L'Aquarius est "en route vers Marseille", la France cherche "une solution européenne"
Le bateau Aquarius, au large de Marseille, en août 2018

Orange avec AFP, publié le lundi 24 septembre 2018 à 16h50

"C'est la seul option que nous avons", explique un responsable l'association SOS Méditerranée.

Le navire Aquarius est "en route vers Marseille" et les ONG ayant affrété le navire humanitaire ont demandé aux autorités françaises d'autoriser "à titre exceptionnel" le débarquement des 58 migrants à son bord, a indiqué lundi 24 septembre le directeur des opérations de SOS Méditerranée.

"C'est la seule option que nous avons" pour permettre à l'Aquarius, "dernier navire" civil dans la zone, "de continuer sa mission" de sauvetage des migrants, a expliqué Frédéric Penard lors d'une conférence de presse à Paris. "Le port de Marseille est le seul port envisageable pour qu'il puisse repartir", a-t-il ajouté, alors que le navire vient d'apprendre que les autorités panaméennes allaient lui retirer son pavillon.

Matignon cherche une "solution européenne"

Aucune information n'a été communiquée quant à la date d'arrivée du navire, actuellement situé "à environ quatre jours" de mer de la cité phocéenne. Mais "les éléments changent", précise le président de SOS Méditerranée Francis Vallat, qui indique que l'Aquarius est "toujours susceptible d'être mobilisé".
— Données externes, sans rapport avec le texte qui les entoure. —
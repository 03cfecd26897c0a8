use std::collections::HashMap;
use std::path::PathBuf;
use std::sync::Arc;

use clap::Parser;
use tracing::info;
use tracing_subscriber::EnvFilter;

use tollgate::config::{LoggingConfig, TollgateConfig};
use tollgate::ratelimit::{
    Action, HeaderSet, InMemoryCounterStore, RateLimiter, RequestContext, ResponseControl, Scope,
};

/// Replay simulated requests through the rate limiter.
#[derive(Debug, Parser)]
#[command(name = "tollgate", version, about)]
struct Cli {
    /// Configuration file (YAML, JSON or TOML)
    #[arg(short, long)]
    config: PathBuf,

    /// Requests sent by each worker
    #[arg(short = 'n', long, default_value_t = 1)]
    requests: u32,

    /// Concurrent workers sharing the same counters
    #[arg(short, long, default_value_t = 1)]
    workers: u32,

    /// Client address of the simulated caller
    #[arg(long, default_value = "127.0.0.1")]
    client: String,

    /// Request path
    #[arg(long, default_value = "/")]
    path: String,

    /// Request header, as NAME=VALUE (repeatable)
    #[arg(long = "header", value_parser = parse_header)]
    headers: Vec<(String, String)>,

    /// Route the limiter is attached to
    #[arg(long, default_value = "")]
    route_id: String,

    /// Service the limiter is attached to
    #[arg(long, default_value = "")]
    service_id: String,
}

fn parse_header(raw: &str) -> Result<(String, String), String> {
    raw.split_once('=')
        .map(|(name, value)| (name.trim().to_string(), value.trim().to_string()))
        .ok_or_else(|| format!("expected NAME=VALUE, got {:?}", raw))
}

/// One request/response exchange driven by the CLI.
struct SimulatedExchange {
    headers: HashMap<String, String>,
    path: String,
    client: String,
    scope: Scope,
    status: u16,
    response_headers: HeaderSet,
}

impl SimulatedExchange {
    fn new(cli: &Cli) -> Self {
        Self {
            headers: cli.headers.iter().cloned().collect(),
            path: cli.path.clone(),
            client: cli.client.clone(),
            scope: Scope::new(cli.route_id.clone(), cli.service_id.clone()),
            status: 0,
            response_headers: Vec::new(),
        }
    }
}

impl RequestContext for SimulatedExchange {
    fn header(&self, name: &str) -> Option<String> {
        self.headers
            .iter()
            .find(|(k, _)| k.eq_ignore_ascii_case(name))
            .map(|(_, v)| v.clone())
    }

    fn path(&self) -> Option<String> {
        Some(self.path.clone())
    }

    fn client_address(&self) -> Option<String> {
        Some(self.client.clone())
    }

    fn scope(&self) -> Scope {
        self.scope.clone()
    }
}

impl ResponseControl for SimulatedExchange {
    fn send_early_response(&mut self, status: u16, headers: HeaderSet, _body: &[u8]) {
        self.status = status;
        self.response_headers = headers;
    }

    fn continue_pipeline(&mut self) {
        // The simulated upstream always answers 200.
        self.status = 200;
        self.response_headers = vec![("Content-Type".to_string(), "text/plain".to_string())];
    }

    fn response_headers(&self) -> HeaderSet {
        self.response_headers.clone()
    }

    fn replace_response_headers(&mut self, headers: HeaderSet) {
        self.response_headers = headers;
    }
}

fn init_tracing(logging: &LoggingConfig) {
    let filter =
        EnvFilter::try_from_default_env().unwrap_or_else(|_| EnvFilter::new(&logging.level));

    if logging.json {
        tracing_subscriber::fmt()
            .json()
            .with_env_filter(filter)
            .init();
    } else {
        tracing_subscriber::fmt()
            .with_env_filter(filter)
            .with_target(false)
            .with_thread_ids(true)
            .init();
    }
}

#[tokio::main]
async fn main() -> anyhow::Result<()> {
    let cli = Cli::parse();
    let config = TollgateConfig::load(&cli.config)?;

    init_tracing(&config.logging);
    info!("Version: {}", env!("CARGO_PKG_VERSION"));
    info!(
        limit_by = ?config.rate_limiting.limit_by,
        fault_tolerant = config.rate_limiting.fault_tolerant,
        "Configuration loaded"
    );

    let store = Arc::new(InMemoryCounterStore::new());
    let limiter = Arc::new(RateLimiter::new(config.rate_limiting, store.clone()));
    let cli = Arc::new(cli);

    let workers: Vec<_> = (0..cli.workers)
        .map(|worker| {
            let limiter = limiter.clone();
            let cli = cli.clone();
            tokio::spawn(async move { run_worker(worker, &limiter, &cli).await })
        })
        .collect();

    for worker in futures::future::join_all(workers).await {
        worker??;
    }

    info!(counters = store.len(), "Simulation finished");
    Ok(())
}

async fn run_worker(worker: u32, limiter: &RateLimiter, cli: &Cli) -> anyhow::Result<()> {
    for request in 1..=cli.requests {
        let mut exchange = SimulatedExchange::new(cli);
        let mut ctx = limiter.context();

        match ctx.on_request_headers(&mut exchange).await {
            Ok(Action::Continue) => {
                ctx.on_response_headers(&mut exchange);
            }
            Ok(Action::Pause) => {}
            Err(e) => {
                // Without fault tolerance the host answers with a server error.
                tracing::error!(worker, request, error = %e, "Request failed");
                exchange.status = 500;
                exchange.response_headers.clear();
            }
        }

        let headers: Vec<String> = exchange
            .response_headers
            .iter()
            .map(|(k, v)| format!("{}: {}", k, v))
            .collect();
        println!(
            "worker={} request={} status={} {}",
            worker,
            request,
            exchange.status,
            headers.join("; ")
        );
    }
    Ok(())
}
//! Calendar-aligned quota windows.

use std::fmt;

use chrono::{DateTime, Datelike, FixedOffset, Timelike, Utc};

/// Quota period.
///
/// Periods are declared in ascending span order and [`Period::ALL`] keeps that
/// order, so every loop over periods is deterministic.
#[derive(Debug, Clone, Copy, PartialEq, Eq, Hash, PartialOrd, Ord)]
pub enum Period {
    /// Per-second quota
    Second,
    /// Per-minute quota
    Minute,
    /// Per-hour quota
    Hour,
    /// Per-day quota
    Day,
    /// Per-month quota (nominal 30 days)
    Month,
    /// Per-year quota (nominal 365 days)
    Year,
}

impl Period {
    /// All periods, shortest first.
    pub const ALL: [Period; 6] = [
        Period::Second,
        Period::Minute,
        Period::Hour,
        Period::Day,
        Period::Month,
        Period::Year,
    ];

    /// Nominal span of the window in seconds.
    pub fn span_secs(&self) -> i64 {
        match self {
            Period::Second => 1,
            Period::Minute => 60,
            Period::Hour => 3_600,
            Period::Day => 86_400,
            Period::Month => 2_592_000,
            Period::Year => 31_536_000,
        }
    }

    /// Lowercase name, as used in counter keys and configuration.
    pub fn as_str(&self) -> &'static str {
        match self {
            Period::Second => "second",
            Period::Minute => "minute",
            Period::Hour => "hour",
            Period::Day => "day",
            Period::Month => "month",
            Period::Year => "year",
        }
    }

    /// Parse a lowercase period name.
    pub fn from_name(name: &str) -> Option<Self> {
        Period::ALL.into_iter().find(|p| p.as_str() == name)
    }

    /// Name of the per-period limit header.
    pub fn limit_header(&self) -> &'static str {
        match self {
            Period::Second => "X-RateLimit-Limit-Second",
            Period::Minute => "X-RateLimit-Limit-Minute",
            Period::Hour => "X-RateLimit-Limit-Hour",
            Period::Day => "X-RateLimit-Limit-Day",
            Period::Month => "X-RateLimit-Limit-Month",
            Period::Year => "X-RateLimit-Limit-Year",
        }
    }

    /// Name of the per-period remaining header.
    pub fn remaining_header(&self) -> &'static str {
        match self {
            Period::Second => "X-RateLimit-Remaining-Second",
            Period::Minute => "X-RateLimit-Remaining-Minute",
            Period::Hour => "X-RateLimit-Remaining-Hour",
            Period::Day => "X-RateLimit-Remaining-Day",
            Period::Month => "X-RateLimit-Remaining-Month",
            Period::Year => "X-RateLimit-Remaining-Year",
        }
    }

    fn index(&self) -> usize {
        *self as usize
    }
}

impl fmt::Display for Period {
    fn fmt(&self, f: &mut fmt::Formatter<'_>) -> fmt::Result {
        f.write_str(self.as_str())
    }
}

/// Start of the window containing a reference instant, for every period.
///
/// All anchors are derived from one instant so that no window reflects a later
/// time than another within the same evaluation.
#[derive(Debug, Clone, Copy, PartialEq, Eq)]
pub struct WindowAnchors {
    /// The reference instant, epoch seconds
    now: i64,
    /// Seconds elapsed since each window started, indexed by period
    elapsed: [i64; 6],
}

impl WindowAnchors {
    /// Compute anchors for `now`, truncating at its fixed UTC offset.
    ///
    /// Zones with daylight saving changes are not accepted: their local
    /// midnight can sit a different number of seconds before `now`.
    pub fn at(now: &DateTime<FixedOffset>) -> Self {
        let local = now.naive_local();
        let date = local.date();
        let time = local.time();

        let since_minute = i64::from(time.second());
        let since_hour = i64::from(time.minute()) * 60 + since_minute;
        let since_day = i64::from(time.num_seconds_from_midnight());
        let since_month = i64::from(date.day0()) * 86_400 + since_day;
        let since_year = i64::from(date.ordinal0()) * 86_400 + since_day;

        Self {
            now: now.timestamp(),
            elapsed: [0, since_minute, since_hour, since_day, since_month, since_year],
        }
    }

    /// The reference instant in epoch seconds.
    pub fn now(&self) -> i64 {
        self.now
    }

    /// Epoch-second start of the window for `period`.
    pub fn anchor(&self, period: Period) -> i64 {
        self.now - self.elapsed[period.index()]
    }

    /// Seconds elapsed since the window for `period` started.
    pub fn elapsed(&self, period: Period) -> i64 {
        self.elapsed[period.index()]
    }

    /// Seconds until the window for `period` resets, never less than one.
    ///
    /// Months and years use their nominal span, so the value can differ from
    /// the calendar boundary by a few days.
    pub fn reset_after(&self, period: Period) -> i64 {
        (period.span_secs() - self.elapsed(period)).max(1)
    }
}

/// Wall-clock source for window computation.
pub trait Clock: Send + Sync + fmt::Debug {
    /// The current instant.
    fn now(&self) -> DateTime<FixedOffset>;
}

/// Clock backed by the system time in UTC.
#[derive(Debug, Clone, Copy, Default)]
pub struct SystemClock;

impl Clock for SystemClock {
    fn now(&self) -> DateTime<FixedOffset> {
        Utc::now().fixed_offset()
    }
}

/// Clock frozen at a fixed instant.
#[derive(Debug, Clone, Copy)]
pub struct FixedClock(pub DateTime<FixedOffset>);

impl Clock for FixedClock {
    fn now(&self) -> DateTime<FixedOffset> {
        self.0
    }
}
"Le bateau est toujours dans les eaux internationales au large de la Libye" même si "nous reprenons la route du nord", a expliqué Sophie Beau, la vice-présidente de l'ONG. "Nous avons alerté d'autres pays mais nous avons du mal à imaginer que la France puisse refuser, compte tenu de la situation humanitaire", estime Francis Vallat. Sans anticiper la réponse de Paris, il a assuré qu'à aucun moment les autorités "ne nous ont dissuadé de monter vers Marseille".

"Comme nous l'avons fait à plusieurs reprises au cours des derniers mois, nous recherchons une solution européenne selon le principe du port sûr le plus proche", a répondu Matignon dans la soirée, interrogé sur le fait de savoir si la France allait accorder son autorisation.